(Records for the task Opens)
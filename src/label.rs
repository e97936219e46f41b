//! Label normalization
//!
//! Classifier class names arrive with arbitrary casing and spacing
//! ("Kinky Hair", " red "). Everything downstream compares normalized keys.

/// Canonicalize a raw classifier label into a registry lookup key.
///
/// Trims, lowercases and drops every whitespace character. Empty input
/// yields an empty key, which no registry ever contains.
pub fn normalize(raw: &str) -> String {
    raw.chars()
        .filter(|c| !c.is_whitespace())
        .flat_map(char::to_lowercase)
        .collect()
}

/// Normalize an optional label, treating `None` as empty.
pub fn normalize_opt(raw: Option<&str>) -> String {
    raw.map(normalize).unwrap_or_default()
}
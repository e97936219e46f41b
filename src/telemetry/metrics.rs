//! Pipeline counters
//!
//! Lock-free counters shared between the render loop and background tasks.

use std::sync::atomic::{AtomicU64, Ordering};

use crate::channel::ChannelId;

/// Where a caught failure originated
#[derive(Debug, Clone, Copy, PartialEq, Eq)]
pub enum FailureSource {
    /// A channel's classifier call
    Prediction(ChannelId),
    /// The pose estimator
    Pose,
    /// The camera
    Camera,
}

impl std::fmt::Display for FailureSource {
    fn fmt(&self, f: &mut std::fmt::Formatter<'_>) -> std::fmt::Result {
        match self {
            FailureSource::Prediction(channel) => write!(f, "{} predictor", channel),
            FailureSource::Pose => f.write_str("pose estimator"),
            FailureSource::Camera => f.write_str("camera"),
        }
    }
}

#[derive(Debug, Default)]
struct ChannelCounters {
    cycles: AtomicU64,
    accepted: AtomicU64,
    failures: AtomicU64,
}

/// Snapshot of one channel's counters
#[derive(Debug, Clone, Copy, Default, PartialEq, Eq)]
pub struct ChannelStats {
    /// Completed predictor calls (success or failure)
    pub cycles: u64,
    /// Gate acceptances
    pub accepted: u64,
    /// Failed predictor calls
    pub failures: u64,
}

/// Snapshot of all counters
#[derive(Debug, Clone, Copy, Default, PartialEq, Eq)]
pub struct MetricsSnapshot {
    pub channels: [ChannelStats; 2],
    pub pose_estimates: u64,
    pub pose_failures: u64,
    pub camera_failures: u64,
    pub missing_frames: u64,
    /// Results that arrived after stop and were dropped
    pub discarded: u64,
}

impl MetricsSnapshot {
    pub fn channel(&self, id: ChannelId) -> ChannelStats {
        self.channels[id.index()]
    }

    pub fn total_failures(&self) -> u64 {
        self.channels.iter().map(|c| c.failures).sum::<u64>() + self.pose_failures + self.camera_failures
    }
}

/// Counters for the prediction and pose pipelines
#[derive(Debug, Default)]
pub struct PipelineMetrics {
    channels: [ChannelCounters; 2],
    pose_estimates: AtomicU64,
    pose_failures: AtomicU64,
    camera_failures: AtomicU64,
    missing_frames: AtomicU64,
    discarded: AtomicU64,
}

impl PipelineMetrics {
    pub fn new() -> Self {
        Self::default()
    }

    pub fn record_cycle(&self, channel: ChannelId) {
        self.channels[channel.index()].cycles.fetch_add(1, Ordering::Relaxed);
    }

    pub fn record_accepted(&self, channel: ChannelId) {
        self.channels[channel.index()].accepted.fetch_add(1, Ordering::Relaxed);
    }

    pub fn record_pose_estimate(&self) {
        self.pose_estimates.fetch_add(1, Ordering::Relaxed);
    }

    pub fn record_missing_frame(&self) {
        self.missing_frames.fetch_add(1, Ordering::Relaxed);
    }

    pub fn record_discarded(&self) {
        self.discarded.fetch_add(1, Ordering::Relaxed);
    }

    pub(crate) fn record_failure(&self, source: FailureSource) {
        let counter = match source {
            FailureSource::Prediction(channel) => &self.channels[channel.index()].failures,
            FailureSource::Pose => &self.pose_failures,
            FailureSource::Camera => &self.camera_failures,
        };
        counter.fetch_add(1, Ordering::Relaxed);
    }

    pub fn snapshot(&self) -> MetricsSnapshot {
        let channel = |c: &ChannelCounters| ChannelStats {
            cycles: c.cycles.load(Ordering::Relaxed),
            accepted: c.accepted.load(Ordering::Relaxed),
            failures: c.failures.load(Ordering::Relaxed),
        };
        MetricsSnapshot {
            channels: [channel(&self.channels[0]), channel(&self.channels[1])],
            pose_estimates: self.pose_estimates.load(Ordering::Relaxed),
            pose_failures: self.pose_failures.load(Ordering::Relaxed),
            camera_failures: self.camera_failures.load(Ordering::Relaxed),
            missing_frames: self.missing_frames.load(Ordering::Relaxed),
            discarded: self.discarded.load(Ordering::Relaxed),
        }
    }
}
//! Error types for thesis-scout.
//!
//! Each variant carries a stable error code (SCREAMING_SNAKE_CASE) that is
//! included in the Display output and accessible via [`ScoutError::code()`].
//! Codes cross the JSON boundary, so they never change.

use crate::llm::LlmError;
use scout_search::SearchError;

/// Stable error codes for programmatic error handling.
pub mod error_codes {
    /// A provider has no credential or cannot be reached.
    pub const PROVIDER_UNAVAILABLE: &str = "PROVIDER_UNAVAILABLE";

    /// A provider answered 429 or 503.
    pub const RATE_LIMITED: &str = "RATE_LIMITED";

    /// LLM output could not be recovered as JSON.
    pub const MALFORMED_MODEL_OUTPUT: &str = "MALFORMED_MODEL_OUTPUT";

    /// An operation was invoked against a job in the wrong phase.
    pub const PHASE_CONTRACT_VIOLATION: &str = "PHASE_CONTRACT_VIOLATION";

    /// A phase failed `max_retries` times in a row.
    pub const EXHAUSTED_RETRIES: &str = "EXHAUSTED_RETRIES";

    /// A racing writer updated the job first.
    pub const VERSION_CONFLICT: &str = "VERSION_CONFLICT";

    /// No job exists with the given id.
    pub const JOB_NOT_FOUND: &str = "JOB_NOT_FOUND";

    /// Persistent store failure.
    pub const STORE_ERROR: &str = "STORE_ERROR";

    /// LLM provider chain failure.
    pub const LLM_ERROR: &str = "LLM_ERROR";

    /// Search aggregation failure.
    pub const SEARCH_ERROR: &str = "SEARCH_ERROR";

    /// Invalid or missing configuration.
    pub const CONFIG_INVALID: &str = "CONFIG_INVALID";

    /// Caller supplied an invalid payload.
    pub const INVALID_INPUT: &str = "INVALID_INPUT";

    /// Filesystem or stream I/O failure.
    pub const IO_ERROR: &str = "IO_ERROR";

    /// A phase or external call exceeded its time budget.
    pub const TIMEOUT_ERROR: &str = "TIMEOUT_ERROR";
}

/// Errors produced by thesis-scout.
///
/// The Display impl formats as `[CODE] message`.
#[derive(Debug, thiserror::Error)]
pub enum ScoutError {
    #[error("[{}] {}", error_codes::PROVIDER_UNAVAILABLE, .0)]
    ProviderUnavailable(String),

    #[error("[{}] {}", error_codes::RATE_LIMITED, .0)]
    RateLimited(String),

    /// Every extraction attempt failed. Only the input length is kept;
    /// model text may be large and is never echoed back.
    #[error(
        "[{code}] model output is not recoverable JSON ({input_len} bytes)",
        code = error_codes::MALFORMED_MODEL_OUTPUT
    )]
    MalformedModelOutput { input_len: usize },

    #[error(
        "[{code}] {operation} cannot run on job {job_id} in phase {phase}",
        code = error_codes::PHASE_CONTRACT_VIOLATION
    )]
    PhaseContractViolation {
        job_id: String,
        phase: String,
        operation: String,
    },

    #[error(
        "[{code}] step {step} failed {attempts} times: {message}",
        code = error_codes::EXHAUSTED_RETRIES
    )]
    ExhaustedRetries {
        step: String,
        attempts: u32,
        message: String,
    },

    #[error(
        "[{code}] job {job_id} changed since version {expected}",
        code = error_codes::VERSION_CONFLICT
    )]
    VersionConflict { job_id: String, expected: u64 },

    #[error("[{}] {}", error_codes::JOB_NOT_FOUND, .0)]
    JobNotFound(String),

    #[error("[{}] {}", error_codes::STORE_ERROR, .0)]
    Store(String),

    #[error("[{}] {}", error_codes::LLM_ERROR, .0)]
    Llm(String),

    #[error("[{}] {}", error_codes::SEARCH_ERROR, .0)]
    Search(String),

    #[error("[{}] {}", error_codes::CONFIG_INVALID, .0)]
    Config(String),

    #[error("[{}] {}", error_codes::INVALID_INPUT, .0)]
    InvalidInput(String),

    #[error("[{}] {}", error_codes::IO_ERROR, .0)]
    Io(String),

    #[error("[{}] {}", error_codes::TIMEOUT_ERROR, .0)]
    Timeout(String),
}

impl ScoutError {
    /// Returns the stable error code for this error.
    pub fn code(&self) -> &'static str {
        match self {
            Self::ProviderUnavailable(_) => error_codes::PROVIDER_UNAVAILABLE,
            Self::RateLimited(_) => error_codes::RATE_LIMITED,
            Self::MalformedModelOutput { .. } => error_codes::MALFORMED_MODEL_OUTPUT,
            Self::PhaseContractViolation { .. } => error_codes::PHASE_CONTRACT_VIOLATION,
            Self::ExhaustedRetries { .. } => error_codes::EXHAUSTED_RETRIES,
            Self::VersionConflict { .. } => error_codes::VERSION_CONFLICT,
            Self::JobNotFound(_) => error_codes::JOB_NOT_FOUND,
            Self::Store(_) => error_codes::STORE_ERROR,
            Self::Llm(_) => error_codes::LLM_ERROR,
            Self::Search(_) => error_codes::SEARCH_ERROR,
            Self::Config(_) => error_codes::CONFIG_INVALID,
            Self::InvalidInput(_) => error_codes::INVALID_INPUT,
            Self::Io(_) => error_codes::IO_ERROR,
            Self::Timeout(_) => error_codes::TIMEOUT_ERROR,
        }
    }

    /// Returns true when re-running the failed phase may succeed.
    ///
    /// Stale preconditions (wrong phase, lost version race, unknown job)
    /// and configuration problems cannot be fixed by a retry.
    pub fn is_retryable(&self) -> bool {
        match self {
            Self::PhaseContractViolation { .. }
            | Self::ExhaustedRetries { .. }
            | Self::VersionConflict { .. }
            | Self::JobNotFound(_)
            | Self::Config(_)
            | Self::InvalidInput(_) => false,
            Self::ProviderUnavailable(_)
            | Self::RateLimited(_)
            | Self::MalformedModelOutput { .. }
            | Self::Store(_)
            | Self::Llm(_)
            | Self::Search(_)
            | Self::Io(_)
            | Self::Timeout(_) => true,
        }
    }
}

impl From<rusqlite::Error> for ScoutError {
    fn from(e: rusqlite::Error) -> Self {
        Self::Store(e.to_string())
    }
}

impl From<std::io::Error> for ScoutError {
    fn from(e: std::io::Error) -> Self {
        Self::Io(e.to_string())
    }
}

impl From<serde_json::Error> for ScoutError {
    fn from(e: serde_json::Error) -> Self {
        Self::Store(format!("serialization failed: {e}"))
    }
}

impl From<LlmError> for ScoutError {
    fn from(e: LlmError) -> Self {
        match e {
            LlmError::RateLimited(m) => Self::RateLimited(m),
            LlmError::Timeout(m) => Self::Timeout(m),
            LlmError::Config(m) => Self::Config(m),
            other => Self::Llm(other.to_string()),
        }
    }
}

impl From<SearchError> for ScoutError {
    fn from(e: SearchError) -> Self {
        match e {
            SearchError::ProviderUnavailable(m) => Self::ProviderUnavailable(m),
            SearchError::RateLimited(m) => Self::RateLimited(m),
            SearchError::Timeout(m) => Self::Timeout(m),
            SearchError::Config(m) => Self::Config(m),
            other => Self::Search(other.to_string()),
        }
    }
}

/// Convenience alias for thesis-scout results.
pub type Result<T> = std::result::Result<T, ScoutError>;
(Records for the task Closes)
(Records for the task Opens)
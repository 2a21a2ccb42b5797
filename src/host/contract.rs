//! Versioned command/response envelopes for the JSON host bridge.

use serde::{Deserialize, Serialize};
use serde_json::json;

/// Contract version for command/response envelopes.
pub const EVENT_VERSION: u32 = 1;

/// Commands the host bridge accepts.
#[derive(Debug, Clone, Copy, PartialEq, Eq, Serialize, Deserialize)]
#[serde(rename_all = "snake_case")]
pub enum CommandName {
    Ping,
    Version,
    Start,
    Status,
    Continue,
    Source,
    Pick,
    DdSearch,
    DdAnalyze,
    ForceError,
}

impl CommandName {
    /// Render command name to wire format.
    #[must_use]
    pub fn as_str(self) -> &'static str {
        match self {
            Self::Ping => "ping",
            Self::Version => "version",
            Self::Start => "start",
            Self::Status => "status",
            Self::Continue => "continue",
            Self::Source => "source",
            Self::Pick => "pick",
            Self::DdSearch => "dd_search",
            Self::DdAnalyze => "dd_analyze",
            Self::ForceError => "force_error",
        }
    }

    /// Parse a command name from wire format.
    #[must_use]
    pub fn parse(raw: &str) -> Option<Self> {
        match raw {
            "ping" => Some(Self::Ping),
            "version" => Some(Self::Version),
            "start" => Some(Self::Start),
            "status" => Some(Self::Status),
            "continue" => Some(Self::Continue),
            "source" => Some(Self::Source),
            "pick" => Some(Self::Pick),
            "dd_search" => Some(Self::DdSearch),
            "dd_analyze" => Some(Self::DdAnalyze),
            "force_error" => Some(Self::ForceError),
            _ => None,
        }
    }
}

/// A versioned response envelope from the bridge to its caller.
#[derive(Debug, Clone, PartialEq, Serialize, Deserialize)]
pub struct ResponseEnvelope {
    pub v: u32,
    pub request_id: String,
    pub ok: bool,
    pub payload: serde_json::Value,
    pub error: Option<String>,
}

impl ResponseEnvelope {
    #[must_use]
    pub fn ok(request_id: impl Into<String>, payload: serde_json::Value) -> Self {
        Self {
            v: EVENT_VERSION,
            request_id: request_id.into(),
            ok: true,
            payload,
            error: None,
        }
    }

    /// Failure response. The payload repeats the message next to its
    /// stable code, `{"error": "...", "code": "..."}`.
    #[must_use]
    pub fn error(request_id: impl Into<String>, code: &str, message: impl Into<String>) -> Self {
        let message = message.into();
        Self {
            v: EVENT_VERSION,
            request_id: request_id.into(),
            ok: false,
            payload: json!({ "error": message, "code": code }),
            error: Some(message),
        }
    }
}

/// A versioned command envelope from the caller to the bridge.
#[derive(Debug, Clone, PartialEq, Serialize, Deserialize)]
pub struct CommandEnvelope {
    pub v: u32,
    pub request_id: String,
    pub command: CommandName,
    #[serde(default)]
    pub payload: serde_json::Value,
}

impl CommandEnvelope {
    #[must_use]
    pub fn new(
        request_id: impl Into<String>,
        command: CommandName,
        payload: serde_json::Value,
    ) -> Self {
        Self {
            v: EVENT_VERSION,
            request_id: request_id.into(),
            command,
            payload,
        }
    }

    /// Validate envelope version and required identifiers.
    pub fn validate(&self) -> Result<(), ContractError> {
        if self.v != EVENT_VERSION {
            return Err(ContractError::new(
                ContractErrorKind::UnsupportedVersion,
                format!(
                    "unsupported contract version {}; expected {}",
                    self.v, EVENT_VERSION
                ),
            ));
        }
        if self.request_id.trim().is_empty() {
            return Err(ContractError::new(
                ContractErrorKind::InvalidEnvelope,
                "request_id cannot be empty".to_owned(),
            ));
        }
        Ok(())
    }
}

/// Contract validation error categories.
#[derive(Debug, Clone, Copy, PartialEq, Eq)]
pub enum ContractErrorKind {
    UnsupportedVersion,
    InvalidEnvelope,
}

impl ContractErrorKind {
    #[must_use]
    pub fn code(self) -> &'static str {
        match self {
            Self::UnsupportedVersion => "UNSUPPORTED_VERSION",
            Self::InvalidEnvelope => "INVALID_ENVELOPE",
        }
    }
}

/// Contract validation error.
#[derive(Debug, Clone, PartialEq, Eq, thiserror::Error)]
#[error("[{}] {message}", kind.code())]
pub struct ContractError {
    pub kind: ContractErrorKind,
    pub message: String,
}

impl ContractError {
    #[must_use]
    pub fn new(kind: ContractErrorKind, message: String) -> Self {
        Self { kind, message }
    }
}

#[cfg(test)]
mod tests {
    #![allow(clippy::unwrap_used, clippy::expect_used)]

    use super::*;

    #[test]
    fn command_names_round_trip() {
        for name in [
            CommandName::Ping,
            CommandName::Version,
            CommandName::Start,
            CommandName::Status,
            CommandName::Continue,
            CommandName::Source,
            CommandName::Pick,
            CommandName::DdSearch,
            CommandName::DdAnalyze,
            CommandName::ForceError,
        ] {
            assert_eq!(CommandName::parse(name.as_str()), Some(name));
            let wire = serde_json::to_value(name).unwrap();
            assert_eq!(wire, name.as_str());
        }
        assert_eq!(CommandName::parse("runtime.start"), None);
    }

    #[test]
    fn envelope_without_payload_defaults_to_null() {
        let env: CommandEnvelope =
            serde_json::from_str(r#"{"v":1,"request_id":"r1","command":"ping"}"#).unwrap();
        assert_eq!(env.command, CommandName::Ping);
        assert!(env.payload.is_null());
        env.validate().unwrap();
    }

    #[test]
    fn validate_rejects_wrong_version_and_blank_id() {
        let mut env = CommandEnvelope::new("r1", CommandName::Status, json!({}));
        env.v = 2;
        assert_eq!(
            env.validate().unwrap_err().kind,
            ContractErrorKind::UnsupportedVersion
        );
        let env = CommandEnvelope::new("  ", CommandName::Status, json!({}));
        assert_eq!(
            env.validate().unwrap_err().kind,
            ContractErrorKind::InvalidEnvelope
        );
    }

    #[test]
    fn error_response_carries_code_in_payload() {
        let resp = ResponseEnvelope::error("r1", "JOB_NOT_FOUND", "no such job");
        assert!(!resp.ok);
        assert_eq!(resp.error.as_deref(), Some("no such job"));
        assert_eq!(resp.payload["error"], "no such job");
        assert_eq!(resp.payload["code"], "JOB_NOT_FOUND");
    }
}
(Records for the task Closes)
== Work request ==
Search the entries for the word "wire" and pick out every line that holds it.

== Response to the exercise ==
    /// Render command name to wire format.
    /// Parse a command name from wire format.
            let wire = serde_json::to_value(name).unwrap();
            assert_eq!(wire, name.as_str());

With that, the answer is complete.